Mixmag featured "Beautiful People" in their list of "The 30 Best Vocal House Anthems Ever" in 2018, and Pitchfork featured it in their list of "The 30 Best House Tracks of the ’90s" in 2022.

Critical reception
Larry Flick from Billboard felt "Beautiful People" had Tucker "flexing her gospel-honed voice to maximum effect. Factor in crafty production by "Little" Louie Vega that carefully balanced assertive beats with a wicked hook, and you had an unstoppable star vehicle." He also declared it as an "instantly memorable house anthem". British electronic dance and clubbing magazine Mixmag called it "a wonderfully crafted track. The fleet-fingered organ line and snares that hit like hand claps give it a rapturous gospel feel, packing the production full of soul. And Barabara Tucker takes this feeling to another level with her peerless vocal turn. She’s one of the most deified voices in house music and ‘Beautiful People’ is a shining example as to why." 
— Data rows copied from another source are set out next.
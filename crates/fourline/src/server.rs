//! `FourlineServer` builder and accept loop.
//!
//! Ties the layers together: transport → protocol → engine. Each accepted
//! connection gets its own handler task; each session runs its own actor.

use std::sync::Arc;
use std::time::Duration;

use fourline_engine::{SessionConfig, SessionRegistry};
use fourline_protocol::{Codec, JsonCodec};
use fourline_transport::{Transport, WebSocketTransport};
use tokio::sync::Mutex;

use crate::FourlineError;
use crate::handler::handle_connection;

/// Shared server state passed to each connection handler task.
///
/// Wrapped in `Arc` so it is cheaply cloned across tasks. The registry
/// lock is held only for handle lookup; all game work happens inside the
/// per-session actors.
pub(crate) struct ServerState<C: Codec> {
    pub(crate) registry: Mutex<SessionRegistry>,
    pub(crate) codec: C,
}

/// Builder for configuring and starting a Fourline server.
pub struct FourlineServerBuilder {
    bind_addr: String,
    session_config: SessionConfig,
    reap_interval: Duration,
}

impl FourlineServerBuilder {
    pub fn new() -> Self {
        Self {
            bind_addr: "127.0.0.1:8080".to_string(),
            session_config: SessionConfig::default(),
            reap_interval: Duration::from_secs(60),
        }
    }

    /// Sets the address to bind the server to.
    pub fn bind(mut self, addr: &str) -> Self {
        self.bind_addr = addr.to_string();
        self
    }

    /// Sets the per-session configuration (turn budget etc).
    pub fn session_config(mut self, config: SessionConfig) -> Self {
        self.session_config = config;
        self
    }

    /// Sets how often stopped session actors are pruned from the
    /// registry.
    pub fn reap_interval(mut self, interval: Duration) -> Self {
        self.reap_interval = interval;
        self
    }

    /// Binds the transport and builds the server.
    ///
    /// Uses `JsonCodec` over `WebSocketTransport`, which is what the web
    /// client speaks.
    pub async fn build(self) -> Result<FourlineServer<JsonCodec>, FourlineError> {
        let transport = WebSocketTransport::bind(&self.bind_addr).await?;

        let state = Arc::new(ServerState {
            registry: Mutex::new(SessionRegistry::new(self.session_config)),
            codec: JsonCodec,
        });

        Ok(FourlineServer {
            transport,
            state,
            reap_interval: self.reap_interval,
        })
    }
}

impl Default for FourlineServerBuilder {
    fn default() -> Self {
        Self::new()
    }
}

/// A running Fourline server.
///
/// Call [`run()`](Self::run) to start accepting connections.
pub struct FourlineServer<C: Codec + Clone> {
    transport: WebSocketTransport,
    state: Arc<ServerState<C>>,
    reap_interval: Duration,
}

impl FourlineServer<JsonCodec> {
    pub fn builder() -> FourlineServerBuilder {
        FourlineServerBuilder::new()
    }
}

impl<C: Codec + Clone> FourlineServer<C> {
    /// The local address the server is bound to.
    pub fn local_addr(&self) -> Result<std::net::SocketAddr, FourlineError> {
        Ok(self.transport.local_addr()?)
    }

    /// Runs the accept loop until the process is terminated.
    pub async fn run(mut self) -> Result<(), FourlineError> {
        tracing::info!("Fourline server running");

        // Idle session actors stop themselves; this sweep drops their
        // handles so the registry doesn't accumulate dead entries.
        let reaper_state = Arc::clone(&self.state);
        let reap_interval = self.reap_interval;
        tokio::spawn(async move {
            let mut ticker = tokio::time::interval(reap_interval);
            ticker.tick().await;
            loop {
                ticker.tick().await;
                let reaped = reaper_state.registry.lock().await.reap_closed();
                if reaped > 0 {
                    tracing::info!(reaped, "pruned stopped sessions");
                }
            }
        });

        loop {
            match self.transport.accept().await {
                Ok(conn) => {
                    let state = Arc::clone(&self.state);
                    tokio::spawn(async move {
                        if let Err(e) = handle_connection(conn, state).await {
                            tracing::debug!(error = %e, "connection ended with error");
                        }
                    });
                }
                Err(e) => {
                    tracing::error!(error = %e, "accept failed");
                }
            }
        }
    }
}
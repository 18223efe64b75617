//! The explicit session registry.
//!
//! Maps session ids to actor handles. The registry itself is dumb: it
//! spawns, looks up, and reaps. All game-level decisions (duplicate ids,
//! full sessions, re-attaches) belong to the actors, so a `create` for
//! an existing id just hands back the existing handle and lets the actor
//! rule on the attach.

use std::collections::HashMap;

use fourline_protocol::SessionId;
use tracing::{debug, info};

use crate::{SessionConfig, SessionHandle};

/// Owns the handle for every live session.
pub struct SessionRegistry {
    config: SessionConfig,
    sessions: HashMap<SessionId, SessionHandle>,
}

impl SessionRegistry {
    pub fn new(config: SessionConfig) -> Self {
        Self {
            config,
            sessions: HashMap::new(),
        }
    }

    /// The handle for `session_id`, if one is registered.
    pub fn get(&self, session_id: &SessionId) -> Option<SessionHandle> {
        self.sessions.get(session_id).cloned()
    }

    /// The handle for `session_id`, spawning a fresh actor if none
    /// exists. Used on the create path: whether the caller may actually
    /// claim seat 1 is the actor's call.
    pub fn get_or_spawn(&mut self, session_id: &SessionId) -> SessionHandle {
        if let Some(handle) = self.sessions.get(session_id) {
            return handle.clone();
        }
        info!(%session_id, "spawning session");
        let handle = SessionHandle::spawn(session_id.clone(), self.config.clone());
        self.sessions.insert(session_id.clone(), handle.clone());
        handle
    }

    /// Shuts a session down and forgets it.
    pub async fn destroy(&mut self, session_id: &SessionId) {
        if let Some(handle) = self.sessions.remove(session_id) {
            info!(%session_id, "destroying session");
            let _ = handle.shutdown().await;
        }
    }

    /// Drops handles whose actor task has already stopped.
    pub fn reap_closed(&mut self) -> usize {
        let before = self.sessions.len();
        self.sessions.retain(|_, handle| !handle.is_closed());
        let reaped = before - self.sessions.len();
        if reaped > 0 {
            debug!(reaped, "reaped closed sessions");
        }
        reaped
    }

    pub fn len(&self) -> usize {
        self.sessions.len()
    }

    pub fn is_empty(&self) -> bool {
        self.sessions.is_empty()
    }

    /// Ids of every registered session, for introspection.
    pub fn session_ids(&self) -> Vec<SessionId> {
        self.sessions.keys().cloned().collect()
    }
}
Maria Jimenez from Music & Media described it as "seriously smooth" and "a delicious garagey house number with a massaging bass, smooth rhythm and on target vocals." Andy Beevers from Music Week gave it five out of five, complimenting it as a "superb New York garage track". He stated that the singer "really does justice to the excellent uplifting lyrics." James Hamilton from the RM Dance Update declared it as a "superb breezily attractive gospel-ish romper".

Impact and legacy
British clubbing magazine Mixmag ranked "Beautiful People" as one of "The 30 Best Vocal House Anthems Ever" in 2018. 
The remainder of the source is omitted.